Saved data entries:

"""

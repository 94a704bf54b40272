//! E2E тесты для CLI инструмента `courier_scan`.
//!
//! Проверяем классификацию одного кода, обработку сессии из файла и stdin,
//! экспорт в обе схемы CSV и запасной каталог сохранения.

use std::{
    fs,
    path::{Path, PathBuf},
};

use assert_cmd::Command;
use predicates::prelude::*;
use tempfile::tempdir;

/// Получить путь к фикстуре.
fn fixture(name: &str) -> PathBuf {
    PathBuf::from(env!("CARGO_MANIFEST_DIR")).join("fixtures").join(name)
}

/// Создать команду для запуска courier_scan.
///
/// `cargo_bin` deprecated из-за edge case с custom build directories,
/// но это единственный способ для кросс-крейтовых бинарников.
#[expect(deprecated)]
fn courier_scan() -> Command {
    Command::cargo_bin("courier_scan").unwrap()
}

/// Найти экспортированный файл с указанным окончанием имени.
fn exported(dir: &Path, suffix: &str) -> String {
    let entry = fs::read_dir(dir.join("快递扫码助手"))
        .unwrap()
        .map(|e| e.unwrap().path())
        .find(|p| p.file_name().unwrap().to_str().unwrap().ends_with(suffix))
        .unwrap_or_else(|| panic!("нет файла *{suffix} в {}", dir.display()));
    fs::read_to_string(entry).unwrap()
}

// ============================================================================
// classify
// ============================================================================

#[test]
fn test_classify_sf_adds_prefix() {
    courier_scan()
        .args(["classify", "--carrier", "sf", "123456789012"])
        .assert()
        .success()
        .stdout("SF123456789012\n");
}

#[test]
fn test_classify_fedex_keeps_last_digits() {
    courier_scan()
        .args(["classify", "-c", "fedex", "FedEx-123456789012"])
        .assert()
        .success()
        .stdout("123456789012\n");
}

#[test]
fn test_classify_rejects_invalid_code() {
    courier_scan()
        .args(["classify", "--carrier", "ups", "bad"])
        .assert()
        .failure()
        .stderr(predicate::str::contains("invalid barcode format"));
}

#[test]
fn test_classify_generic_accepts_anything() {
    courier_scan()
        .args(["classify", "--carrier", "generic", "  bad  "])
        .assert()
        .success()
        .stdout("bad\n");
}

// ============================================================================
// scan
// ============================================================================

#[test]
fn test_scan_file_prints_summary_most_recent_first() {
    let output = courier_scan()
        .args(["scan", "--carrier", "ups", "--input"])
        .arg(fixture("ups_barcodes.txt"))
        .assert()
        .success()
        .stderr(predicate::str::contains("Accepted 3 scan(s), rejected 1"))
        .stderr(predicate::str::contains("not-a-ups-code"))
        .get_output()
        .stdout
        .clone();

    let stdout = String::from_utf8(output).unwrap();
    let lines: Vec<&str> = stdout.lines().collect();
    assert_eq!(lines[0], "总计: 3 | UPS: 3");
    assert_eq!(lines.len(), 4);
    // последний отсканированный код — первым
    assert!(lines[1].ends_with("UPS: 1Z999AA10123456784"));
    assert!(lines[2].ends_with("UPS: 1Z12345E0205271688"));
}

#[test]
fn test_scan_from_stdin_with_directives() {
    courier_scan()
        .args(["scan"])
        .write_stdin(fs::read_to_string(fixture("mixed_session.txt")).unwrap())
        .assert()
        .success()
        .stdout(predicate::str::starts_with("总计: 4 | 顺丰: 2 | FedEx: 1 | 中通: 1\n"))
        .stderr(predicate::str::contains("Records cleared"))
        .stderr(predicate::str::contains("Accepted 5 scan(s), rejected 1"));
}

#[test]
fn test_scan_exports_both_schemas() {
    let dir = tempdir().unwrap();

    courier_scan()
        .args(["scan", "--export", "both", "--input"])
        .arg(fixture("mixed_session.txt"))
        .arg("--out-dir")
        .arg(dir.path())
        .assert()
        .success()
        .stdout(predicate::str::contains("Saved 4 record(s)"));

    let brief = exported(dir.path(), "_TrackingNumber.csv");
    assert_eq!(
        brief.lines().skip(1).map(|l| l.rsplit(',').next().unwrap()).collect::<Vec<_>>(),
        ["\"123456789012\"", "\"SF123456789012\"", "\"SF000000000001\"", "\"ZTO0000000000000\""]
    );
    assert!(brief.starts_with("时间,快递,处理后\n"));

    let full = exported(dir.path(), "_TrackingNumber_Full.csv");
    assert!(full.starts_with("时间,快递,原始,处理后\n"));
    assert!(full.contains(",\"FedEx\",\"FedEx-123456789012\",\"123456789012\"\n"));
    assert_eq!(full.lines().count(), 5);
}

#[test]
fn test_scan_exports_single_carrier() {
    let dir = tempdir().unwrap();

    courier_scan()
        .args(["scan", "--export", "brief", "--only", "sf", "--input"])
        .arg(fixture("mixed_session.txt"))
        .arg("--out-dir")
        .arg(dir.path())
        .assert()
        .success()
        .stdout(predicate::str::contains("Saved 2 record(s)"));

    let brief = exported(dir.path(), "_TrackingNumber.csv");
    assert_eq!(brief.lines().count(), 3);
    assert!(brief.lines().skip(1).all(|l| l.contains("\"顺丰\"")));
}

#[test]
fn test_scan_empty_export_fails() {
    let dir = tempdir().unwrap();

    courier_scan()
        .args(["scan", "--export", "full", "--out-dir"])
        .arg(dir.path())
        .write_stdin("bad\n")
        .assert()
        .failure()
        .stderr(predicate::str::contains("nothing to export"));

    assert!(!dir.path().join("快递扫码助手").exists());
}

#[test]
fn test_scan_falls_back_when_primary_unwritable() {
    let dir = tempdir().unwrap();
    let blocker = dir.path().join("not-a-dir");
    fs::write(&blocker, b"").unwrap();
    let fallback = dir.path().join("private");

    courier_scan()
        .args(["scan", "--carrier", "dhl", "--export", "brief", "--out-dir"])
        .arg(&blocker)
        .arg("--fallback-dir")
        .arg(&fallback)
        .write_stdin("1234567890\n")
        .assert()
        .success()
        .stdout(predicate::str::contains("private"));

    let brief = exported(&fallback, "_TrackingNumber.csv");
    assert!(brief.ends_with(",\"DHL\",\"1234567890\"\n"));
}

#[test]
fn test_scan_missing_input_file() {
    courier_scan()
        .args(["scan", "--input", "/nonexistent/barcodes.txt"])
        .assert()
        .failure()
        .stderr(predicate::str::contains("Failed to open input file"));
}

"""

Your job is to write out the data exactly as it stands.

Answer to the problem:
repository 94a704bf54b40272
//! E2E тесты для CLI инструмента `courier_scan`.
//!
//! Проверяем классификацию одного кода, обработку сессии из файла и stdin,
//! экспорт в обе схемы CSV и запасной каталог сохранения.

use std::{
    fs,
    path::{Path, PathBuf},
};

use assert_cmd::Command;
use predicates::prelude::*;
use tempfile::tempdir;

/// Получить путь к фикстуре.
fn fixture(name: &str) -> PathBuf {
    PathBuf::from(env!("CARGO_MANIFEST_DIR")).join("fixtures").join(name)
}

/// Создать команду для запуска courier_scan.
///
/// `cargo_bin` deprecated из-за edge case с custom build directories,
/// но это единственный способ для кросс-крейтовых бинарников.
#[expect(deprecated)]
fn courier_scan() -> Command {
    Command::cargo_bin("courier_scan").unwrap()
}

/// Найти экспортированный файл с указанным окончанием имени.
fn exported(dir: &Path, suffix: &str) -> String {
    let entry = fs::read_dir(dir.join("快递扫码助手"))
        .unwrap()
        .map(|e| e.unwrap().path())
        .find(|p| p.file_name().unwrap().to_str().unwrap().ends_with(suffix))
        .unwrap_or_else(|| panic!("нет файла *{suffix} в {}", dir.display()));
    fs::read_to_string(entry).unwrap()
}

// ============================================================================
// classify
// ============================================================================

#[test]
fn test_classify_sf_adds_prefix() {
    courier_scan()
        .args(["classify", "--carrier", "sf", "123456789012"])
        .assert()
        .success()
        .stdout("SF123456789012\n");
}

#[test]
fn test_classify_fedex_keeps_last_digits() {
    courier_scan()
        .args(["classify", "-c", "fedex", "FedEx-123456789012"])
        .assert()
        .success()
        .stdout("123456789012\n");
}

#[test]
fn test_classify_rejects_invalid_code() {
    courier_scan()
        .args(["classify", "--carrier", "ups", "bad"])
        .assert()
        .failure()
        .stderr(predicate::str::contains("invalid barcode format"));
}

#[test]
fn test_classify_generic_accepts_anything() {
    courier_scan()
        .args(["classify", "--carrier", "generic", "  bad  "])
        .assert()
        .success()
        .stdout("bad\n");
}

// ============================================================================
// scan
// ============================================================================

#[test]
fn test_scan_file_prints_summary_most_recent_first() {
    let output = courier_scan()
        .args(["scan", "--carrier", "ups", "--input"])
        .arg(fixture("ups_barcodes.txt"))
        .assert()
        .success()
        .stderr(predicate::str::contains("Accepted 3 scan(s), rejected 1"))
        .stderr(predicate::str::contains("not-a-ups-code"))
        .get_output()
        .stdout
        .clone();

    let stdout = String::from_utf8(output).unwrap();
    let lines: Vec<&str> = stdout.lines().collect();
    assert_eq!(lines[0], "总计: 3 | UPS: 3");
    assert_eq!(lines.len(), 4);
    // последний отсканированный код — первым
    assert!(lines[1].ends_with("UPS: 1Z999AA10123456784"));
    assert!(lines[2].ends_with("UPS: 1Z12345E0205271688"));
}

#[test]
fn test_scan_from_stdin_with_directives() {
    courier_scan()
        .args(["scan"])
        .write_stdin(fs::read_to_string(fixture("mixed_session.txt")).unwrap())
        .assert()
        .success()
        .stdout(predicate::str::starts_with("总计: 4 | 顺丰: 2 | FedEx: 1 | 中通: 1\n"))
        .stderr(predicate::str::contains("Records cleared"))
        .stderr(predicate::str::contains("Accepted 5 scan(s), rejected 1"));
}

#[test]
fn test_scan_exports_both_schemas() {
    let dir = tempdir().unwrap();

    courier_scan()
        .args(["scan", "--export", "both", "--input"])
        .arg(fixture("mixed_session.txt"))
        .arg("--out-dir")
        .arg(dir.path())
        .assert()
        .success()
        .stdout(predicate::str::contains("Saved 4 record(s)"));

    let brief = exported(dir.path(), "_TrackingNumber.csv");
    assert_eq!(
        brief.lines().skip(1).map(|l| l.rsplit(',').next().unwrap()).collect::<Vec<_>>(),
        ["\"123456789012\"", "\"SF123456789012\"", "\"SF000000000001\"", "\"ZTO0000000000000\""]
    );
    assert!(brief.starts_with("时间,快递,处理后\n"));

    let full = exported(dir.path(), "_TrackingNumber_Full.csv");
    assert!(full.starts_with("时间,快递,原始,处理后\n"));
    assert!(full.contains(",\"FedEx\",\"FedEx-123456789012\",\"123456789012\"\n"));
    assert_eq!(full.lines().count(), 5);
}

#[test]
fn test_scan_exports_single_carrier() {
    let dir = tempdir().unwrap();

    courier_scan()
        .args(["scan", "--export", "brief", "--only", "sf", "--input"])
        .arg(fixture("mixed_session.txt"))
        .arg("--out-dir")
        .arg(dir.path())
        .assert()
        .success()
        .stdout(predicate::str::contains("Saved 2 record(s)"));

    let brief = exported(dir.path(), "_TrackingNumber.csv");
    assert_eq!(brief.lines().count(), 3);
    assert!(brief.lines().skip(1).all(|l| l.contains("\"顺丰\"")));
}

#[test]
fn test_scan_empty_export_fails() {
    let dir = tempdir().unwrap();

    courier_scan()
        .args(["scan", "--export", "full", "--out-dir"])
        .arg(dir.path())
        .write_stdin("bad\n")
        .assert()
        .failure()
        .stderr(predicate::str::contains("nothing to export"));

    assert!(!dir.path().join("快递扫码助手").exists());
}

#[test]
fn test_scan_falls_back_when_primary_unwritable() {
    let dir = tempdir().unwrap();
    let blocker = dir.path().join("not-a-dir");
    fs::write(&blocker, b"").unwrap();
    let fallback = dir.path().join("private");

    courier_scan()
        .args(["scan", "--carrier", "dhl", "--export", "brief", "--out-dir"])
        .arg(&blocker)
        .arg("--fallback-dir")
        .arg(&fallback)
        .write_stdin("1234567890\n")
        .assert()
        .success()
        .stdout(predicate::str::contains("private"));

    let brief = exported(&fallback, "_TrackingNumber.csv");
    assert!(brief.ends_with(",\"DHL\",\"1234567890\"\n"));
}

#[test]
fn test_scan_missing_input_file() {
    courier_scan()
        .args(["scan", "--input", "/nonexistent/barcodes.txt"])
        .assert()
        .failure()
        .stderr(predicate::str::contains("Failed to open input file"));
}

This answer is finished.